Find Out

Find Out Jokes

Guy walks to his friends house his friend says “where is your girlfriend” guy says meet me at the cemetery in a week you’ll find out

20 years of sex in the dark, the wife finds out he was using a dildo. The wife gets angry and says, "Explain the dildo, prick." The husband says, "Explain the children, bitch."

I don’t know what’s worse: Finding bucket loads of porn on my dad’s laptop, or finding out he was in all of them

Why do vegetarians give a anonymous blowjobs at the glory hole at a adult book store because they don't want anybody to find out that they like meat

Why does a married heterosexual man want a anonymous blowjob at a glory hole inside a adult book store? because he doesn't want his wife to find out that he got a blowjob from another man

What is the worst thing you can find out about a woman on a first date?
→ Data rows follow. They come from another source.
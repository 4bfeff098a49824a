//! FILENAME: engine/src/value.rs
//! PURPOSE: Defines the scalar value held by every record field.
//! CONTEXT: Records arrive as JSON objects whose fields are numbers, strings
//! (including date-like strings), booleans or null. `Value` is the typed form
//! of such a scalar. `KeyValue` is its hashable twin, used wherever values are
//! grouped, deduplicated or sorted.

use serde::{Deserialize, Deserializer, Serialize};
use std::cmp::Ordering;

/// A single field value.
#[derive(Debug, Clone, PartialEq, Default, Serialize, Deserialize)]
#[serde(untagged)]
pub enum Value {
    #[default]
    Null,
    Number(f64),
    Text(String),
    Boolean(bool),
}

impl Value {
    pub fn is_null(&self) -> bool {
        matches!(self, Value::Null)
    }

    /// Numeric coercion used by aggregation and range filters.
    /// Numbers map to themselves (NaN excluded), booleans to 1/0 and text
    /// that parses as a float after trimming to that float.
    pub fn as_number(&self) -> Option<f64> {
        match self {
            Value::Number(n) if !n.is_nan() => Some(*n),
            Value::Number(_) => None,
            Value::Boolean(b) => Some(if *b { 1.0 } else { 0.0 }),
            Value::Text(s) => {
                let trimmed = s.trim();
                if trimmed.is_empty() {
                    return None;
                }
                trimmed.parse::<f64>().ok().filter(|n| !n.is_nan())
            }
            Value::Null => None,
        }
    }

    /// Only genuine numbers. Statistical tests and box plots ignore
    /// numeric-looking text.
    pub fn as_strict_number(&self) -> Option<f64> {
        match self {
            Value::Number(n) if !n.is_nan() => Some(*n),
            _ => None,
        }
    }

    pub fn as_text(&self) -> Option<&str> {
        match self {
            Value::Text(s) => Some(s),
            _ => None,
        }
    }

    /// Renders the value as a label, the way it would appear in a string key.
    pub fn to_label(&self) -> String {
        match self {
            Value::Null => "null".to_string(),
            Value::Number(n) => format_number(*n),
            Value::Text(s) => s.clone(),
            Value::Boolean(b) => b.to_string(),
        }
    }
}

impl From<f64> for Value {
    fn from(n: f64) -> Self {
        Value::Number(n)
    }
}

impl From<i64> for Value {
    fn from(n: i64) -> Self {
        Value::Number(n as f64)
    }
}

impl From<i32> for Value {
    fn from(n: i32) -> Self {
        Value::Number(n as f64)
    }
}

impl From<usize> for Value {
    fn from(n: usize) -> Self {
        Value::Number(n as f64)
    }
}

impl From<bool> for Value {
    fn from(b: bool) -> Self {
        Value::Boolean(b)
    }
}

impl From<&str> for Value {
    fn from(s: &str) -> Self {
        Value::Text(s.to_string())
    }
}

impl From<String> for Value {
    fn from(s: String) -> Self {
        Value::Text(s)
    }
}

impl From<Option<f64>> for Value {
    fn from(n: Option<f64>) -> Self {
        n.map_or(Value::Null, Value::Number)
    }
}

// ============================================================================
// HASHABLE KEYS
// ============================================================================

/// Wrapper around f64 that implements Eq and Hash for use as HashMap keys.
/// NaN values are equal to each other, and -0.0 equals 0.0.
#[derive(Debug, Clone, Copy)]
pub struct OrderedFloat(pub f64);

impl PartialEq for OrderedFloat {
    fn eq(&self, other: &Self) -> bool {
        if self.0.is_nan() && other.0.is_nan() {
            true
        } else {
            self.0 == other.0
        }
    }
}

impl Eq for OrderedFloat {}

impl std::hash::Hash for OrderedFloat {
    fn hash<H: std::hash::Hasher>(&self, state: &mut H) {
        if self.0.is_nan() {
            u64::MAX.hash(state);
        } else if self.0 == 0.0 {
            0u64.hash(state);
        } else {
            self.0.to_bits().hash(state);
        }
    }
}

/// A normalized, hashable representation of a `Value`.
#[derive(Debug, Clone, PartialEq, Eq, Hash)]
pub enum KeyValue {
    Null,
    Number(OrderedFloat),
    Text(String),
    Boolean(bool),
}

impl From<&Value> for KeyValue {
    fn from(value: &Value) -> Self {
        match value {
            Value::Null => KeyValue::Null,
            Value::Number(n) => KeyValue::Number(OrderedFloat(*n)),
            Value::Text(s) => KeyValue::Text(s.clone()),
            Value::Boolean(b) => KeyValue::Boolean(*b),
        }
    }
}

impl KeyValue {
    pub fn to_value(&self) -> Value {
        match self {
            KeyValue::Null => Value::Null,
            KeyValue::Number(n) => Value::Number(n.0),
            KeyValue::Text(s) => Value::Text(s.clone()),
            KeyValue::Boolean(b) => Value::Boolean(*b),
        }
    }
}

/// Total order used for sorted headers: nulls, then numbers ascending, then
/// text (byte order), then booleans. Signed zeros compare equal; NaN sorts by
/// `f64::total_cmp`.
pub fn compare_values(a: &Value, b: &Value) -> Ordering {
    match (a, b) {
        (Value::Null, Value::Null) => Ordering::Equal,
        (Value::Null, _) => Ordering::Less,
        (_, Value::Null) => Ordering::Greater,

        (Value::Number(na), Value::Number(nb)) if na == nb => Ordering::Equal,
        (Value::Number(na), Value::Number(nb)) => na.total_cmp(nb),
        (Value::Number(_), _) => Ordering::Less,
        (_, Value::Number(_)) => Ordering::Greater,

        (Value::Text(ta), Value::Text(tb)) => ta.cmp(tb),
        (Value::Text(_), _) => Ordering::Less,
        (_, Value::Text(_)) => Ordering::Greater,

        (Value::Boolean(ba), Value::Boolean(bb)) => ba.cmp(bb),
    }
}

// ============================================================================
// NUMBER FORMATTING
// ============================================================================

/// Magnitudes at or above this render in exponent form.
const EXPONENT_ABOVE: f64 = 1e21;
/// Non-zero magnitudes below this render in exponent form.
const EXPONENT_BELOW: f64 = 1e-6;

/// Extra digits rendered to detect an exact rounding tie. A double that sits
/// exactly on a tie differs from its neighbours well within this window.
const TIE_WINDOW: usize = 25;

/// Shortest round-trip rendering: integers without a decimal point,
/// negative zero as "0", infinities as "Infinity", and exponent form
/// ("1e+21", "1e-7") outside [1e-6, 1e21).
pub fn format_number(n: f64) -> String {
    if n.is_nan() {
        "NaN".to_string()
    } else if n.is_infinite() {
        if n > 0.0 { "Infinity" } else { "-Infinity" }.to_string()
    } else if n == 0.0 {
        "0".to_string()
    } else if n.abs() >= EXPONENT_ABOVE || n.abs() < EXPONENT_BELOW {
        let text = format!("{:e}", n);
        match text.split_once('e') {
            Some((mantissa, exp)) if !exp.starts_with('-') => format!("{}e+{}", mantissa, exp),
            _ => text,
        }
    } else {
        format!("{}", n)
    }
}

/// Fixed-point rendering with `digits` decimals. Exact ties round away from
/// zero, negative values keep their sign even when they round to zero, and
/// magnitudes of 1e21 or more fall back to [`format_number`].
pub fn format_fixed(n: f64, digits: usize) -> String {
    if !n.is_finite() || n.abs() >= EXPONENT_ABOVE {
        return format_number(n);
    }
    let magnitude = n.abs();
    let wide = format!("{:.*}", digits + TIE_WINDOW, magnitude);
    let (head, tail) = wide.split_at(wide.len() - TIE_WINDOW);
    let is_tie = tail.starts_with('5') && tail[1..].bytes().all(|b| b == b'0');

    let body = if is_tie {
        round_up_last_digit(head.trim_end_matches('.'))
    } else {
        format!("{:.*}", digits, magnitude)
    };
    if n < 0.0 {
        format!("-{}", body)
    } else {
        body
    }
}

/// Adds one unit in the last place of a plain decimal string.
fn round_up_last_digit(text: &str) -> String {
    let mut digits: Vec<u8> = text.bytes().collect();
    for i in (0..digits.len()).rev() {
        match digits[i] {
            b'.' => continue,
            b'9' => digits[i] = b'0',
            d => {
                digits[i] = d + 1;
                return String::from_utf8_lossy(&digits).into_owned();
            }
        }
    }
    format!("1{}", String::from_utf8_lossy(&digits))
}

/// Deserializes an identifier that may be sent as a JSON number or string.
pub fn deserialize_id<'de, D>(deserializer: D) -> Result<String, D::Error>
where
    D: Deserializer<'de>,
{
    Ok(match Value::deserialize(deserializer)? {
        Value::Null => String::new(),
        other => other.to_label(),
    })
}

/// Optional variant of [`deserialize_id`]; null maps to `None`.
pub fn deserialize_optional_id<'de, D>(deserializer: D) -> Result<Option<String>, D::Error>
where
    D: Deserializer<'de>,
{
    Ok(match Value::deserialize(deserializer)? {
        Value::Null => None,
        other => Some(other.to_label()),
    })
}

#[cfg(test)]
mod tests {
    use super::*;

    #[test]
    fn coerces_numeric_text_and_booleans() {
        assert_eq!(Value::from(" 42.5 ").as_number(), Some(42.5));
        assert_eq!(Value::from(true).as_number(), Some(1.0));
        assert_eq!(Value::from("").as_number(), None);
        assert_eq!(Value::from("abc").as_number(), None);
        assert_eq!(Value::Null.as_number(), None);
        assert_eq!(Value::Number(f64::NAN).as_number(), None);
    }

    #[test]
    fn strict_number_ignores_text() {
        assert_eq!(Value::from("3").as_strict_number(), None);
        assert_eq!(Value::from(3.0).as_strict_number(), Some(3.0));
    }

    #[test]
    fn deserializes_json_scalars() {
        let values: Vec<Value> = serde_json::from_str(r#"[1, 2.5, "x", true, null]"#).unwrap();
        assert_eq!(
            values,
            vec![
                Value::Number(1.0),
                Value::Number(2.5),
                Value::from("x"),
                Value::Boolean(true),
                Value::Null,
            ]
        );
    }

    #[test]
    fn non_finite_numbers_serialize_as_null() {
        let json = serde_json::to_string(&vec![Value::Number(f64::INFINITY), Value::Number(1.0)]).unwrap();
        assert_eq!(json, "[null,1.0]");
    }

    #[test]
    fn key_value_treats_signed_zero_as_equal() {
        use std::collections::HashSet;
        let mut set = HashSet::new();
        set.insert(KeyValue::from(&Value::Number(0.0)));
        set.insert(KeyValue::from(&Value::Number(-0.0)));
        assert_eq!(set.len(), 1);
    }

    #[test]
    fn compare_orders_nulls_numbers_text_booleans() {
        let mut values = vec![
            Value::from("b"),
            Value::Boolean(false),
            Value::Number(10.0),
            Value::Null,
            Value::from("a"),
            Value::Number(2.0),
        ];
        values.sort_by(compare_values);
        assert_eq!(
            values,
            vec![
                Value::Null,
                Value::Number(2.0),
                Value::Number(10.0),
                Value::from("a"),
                Value::from("b"),
                Value::Boolean(false),
            ]
        );
    }

    #[test]
    fn formats_numbers_like_labels() {
        assert_eq!(format_number(20.0), "20");
        assert_eq!(format_number(2.5), "2.5");
        assert_eq!(format_number(-0.0), "0");
        assert_eq!(format_number(f64::INFINITY), "Infinity");
        assert_eq!(format_fixed(0.98765, 2), "0.99");
        assert_eq!(format_fixed(-0.001, 2), "-0.00");
        assert_eq!(format_fixed(-0.0, 2), "0.00");
    }

    #[test]
    fn number_labels_switch_to_exponent_form() {
        assert_eq!(format_number(1e21), "1e+21");
        assert_eq!(format_number(1.5e22), "1.5e+22");
        assert_eq!(format_number(1e20), "100000000000000000000");
        assert_eq!(format_number(1e-7), "1e-7");
        assert_eq!(format_number(-2.5e-8), "-2.5e-8");
        assert_eq!(format_number(0.000001), "0.000001");
    }

    #[test]
    fn fixed_rounds_exact_ties_away_from_zero() {
        assert_eq!(format_fixed(2.5, 0), "3");
        assert_eq!(format_fixed(0.5, 0), "1");
        assert_eq!(format_fixed(1.125, 2), "1.13");
        assert_eq!(format_fixed(-1.125, 2), "-1.13");
        assert_eq!(format_fixed(9.995, 2), "9.99");
        assert_eq!(format_fixed(99.5, 0), "100");
        assert_eq!(format_fixed(0.995, 2), "0.99");
        assert_eq!(format_fixed(1e21, 2), "1e+21");
    }

    #[test]
    fn compare_is_total_with_nan_and_signed_zero() {
        assert_eq!(compare_values(&Value::Number(-0.0), &Value::Number(0.0)), Ordering::Equal);
        assert_eq!(compare_values(&Value::Number(f64::NAN), &Value::Number(1.0)), Ordering::Greater);
        let mut values = vec![Value::Number(f64::NAN), Value::Number(3.0), Value::Number(1.0)];
        values.sort_by(compare_values);
        assert_eq!(values[0], Value::Number(1.0));
        assert_eq!(values[1], Value::Number(3.0));
    }
}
She claims to have been raped. Then, you know to get as far away from her as possible because she's probably a feminazi bitch.

many years of sex in the dark. The wife find out he was using a dildo. The wife gets angry and says "explain the dildo prick" the husband says "explain the children bitch"!

One day, someone goes out into the forest to go hunting, and finds out there are a few others in the forest. He comes back the next day to learn he is the only person there. Where are the others?

They're in his freezer.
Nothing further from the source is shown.